David (Michael Fassbender) is the most fascinating character in the movie. An android precursor to Alien’s Ash and Aliens’ Bishop, he seems to learn his way of communicating from watching Peter O’Toole in Lawrence of Arabia (a parallel is immediately drawn between the two actors – and Fassbender just might be in the same league). But we're never entirely sure of David’s motives or allegiances; during a key climactic scene, the filmmakers wisely keep ambiguous what, exactly, is going on in this machine’s head.
The film’s most interesting angle is the comparison between David and his human counterparts, who are searching for their own creators. “Why did you create me?” David asks Holloway at one point. “Because we could,” is the reply. “Imagine how disappointed you’d be to hear that.”
The creation theme continues in the film’s most shocking segment, a self-C-section performed by one of the characters after being impregnated by alien technology.

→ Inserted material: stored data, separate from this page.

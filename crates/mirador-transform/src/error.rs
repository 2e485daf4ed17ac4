use polars::prelude::PolarsError;

#[derive(Debug, thiserror::Error)]
pub enum AggregateError {
    #[error("variable {name} is declared more than once")]
    DuplicateVariable { name: String },

    #[error("{family} wrote {found} cells for patient {patient}, expected {expected}")]
    RowWidth {
        family: &'static str,
        patient: String,
        expected: usize,
        found: usize,
    },

    #[error("failed to build dataset frame: {0}")]
    Frame(#[from] PolarsError),
}

pub type Result<T> = std::result::Result<T, AggregateError>;
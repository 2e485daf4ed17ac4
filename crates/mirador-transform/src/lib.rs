//! Aggregation engine for the Mirador cohort dataset.
//!
//! Loaders fill a [`PatientStore`](mirador_model::PatientStore); [`aggregate`]
//! turns it into a [`MiradorDataset`]: a stable, ordered variable catalog and
//! one fixed-width row per patient.

pub mod context;
pub mod dataset;
pub mod engine;
pub mod error;
pub mod families;
pub mod frame;
pub mod numeric;
pub mod summary;

pub use context::AggregationContext;
pub use dataset::{MiradorDataset, PatientRow};
pub use engine::aggregate;
pub use error::{AggregateError, Result};
pub use families::{VariableFamily, families_for};
pub use frame::{MiradorFrame, any_to_string};
pub use numeric::{ViralLoadStats, format_numeric, parse_numeric, scale_viral_load};
pub use summary::{CohortSummary, SexBreakdown};
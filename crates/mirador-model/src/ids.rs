//! Patient identifier normalization.
//!
//! Clinical tables carry identifiers as `G-3686` while the sequencing sources
//! use the compact `G3686` form. Normalization splits the alphabetic prefix
//! from the numeric part so both sources share one key space.

use tracing::warn;

/// Separator inserted between the prefix and the numeric part of an identifier.
pub const ID_SEPARATOR: char = '-';

/// Normalizes a patient identifier by inserting [`ID_SEPARATOR`] before its first digit.
///
/// Identifiers without any digit are returned unchanged and reported as malformed.
pub fn normalize_patient_id(raw: &str) -> String {
    match raw.char_indices().find(|(_, ch)| ch.is_ascii_digit()) {
        Some((pos, _)) => {
            let mut normalized = String::with_capacity(raw.len() + 1);
            normalized.push_str(&raw[..pos]);
            normalized.push(ID_SEPARATOR);
            normalized.push_str(&raw[pos..]);
            normalized
        }
        None => {
            warn!(patient_id = %raw, "patient ID is malformed");
            raw.to_string()
        }
    }
}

Credited writers Jon Spaihts (The Darkest Hour) and Damon Lindelof (Cowboys & Aliens) didn't exactly inspire a lot of confidence in this project. But Prometheus has a lot on its mind, and raises a lot of questions that are (mostly) left unanswered. It’s also gorgeously shot in muted tones by cinematographer Dariusz Wolskiby and fluidly directed Scott, returning to the realm of sci-fi following his classics Alien and Blade Runner; those films weren’t instant successes with critics or general audiences, and Prometheus doesn’t seem to be, either. But it’s an undeniable experience, and the kind of flick whose reputation will grow with age.
In 3D, the film looks pretty phenomenal; it’s expectedly dark and dim, and the press screening at CineStar Anděl was even misframed, cutting of the sides of the picture (in the main title, the ‘P’ and the ‘S’ were both sliced in half). But director Scott has shot, framed, and edited this thing perfectly: the 3D is never a distraction, and adds some depth to the experience. While never especially memorable on its own accord (no Comin’ at Ya! overkill), the 3D is subtle and effective; it is, perhaps, the best use of the technology I’ve seen since Avatar, though that’s not a ringing endorsement.
Those looking for another Alien or Aliens may leave Prometheus disappointed; while it’s set in the same universe as those films, and it (seemingly) ties in to the original film, it’s a whole ‘nother creature. Tackling stimulating subject matter with a degree of intelligence unusual for films of this budget, the movie peppers itself with splatter movie shocks but remains admirably ambiguous in terms of both its own self-contained story and its connection to the earlier films.
The door is left (wide) open for a sequel, but Prometheus can easily stand on its own. Science fiction, especially big-budget, mainstream sci-fi, doesn’t get much better than this.
The film was memorably publicized in a couple viral videos, one featuring Guy Pearce’s Peter Weyland giving a TED 2023 keynote speech, and another featuring a pseudo-advertisement for Fassbender’s David.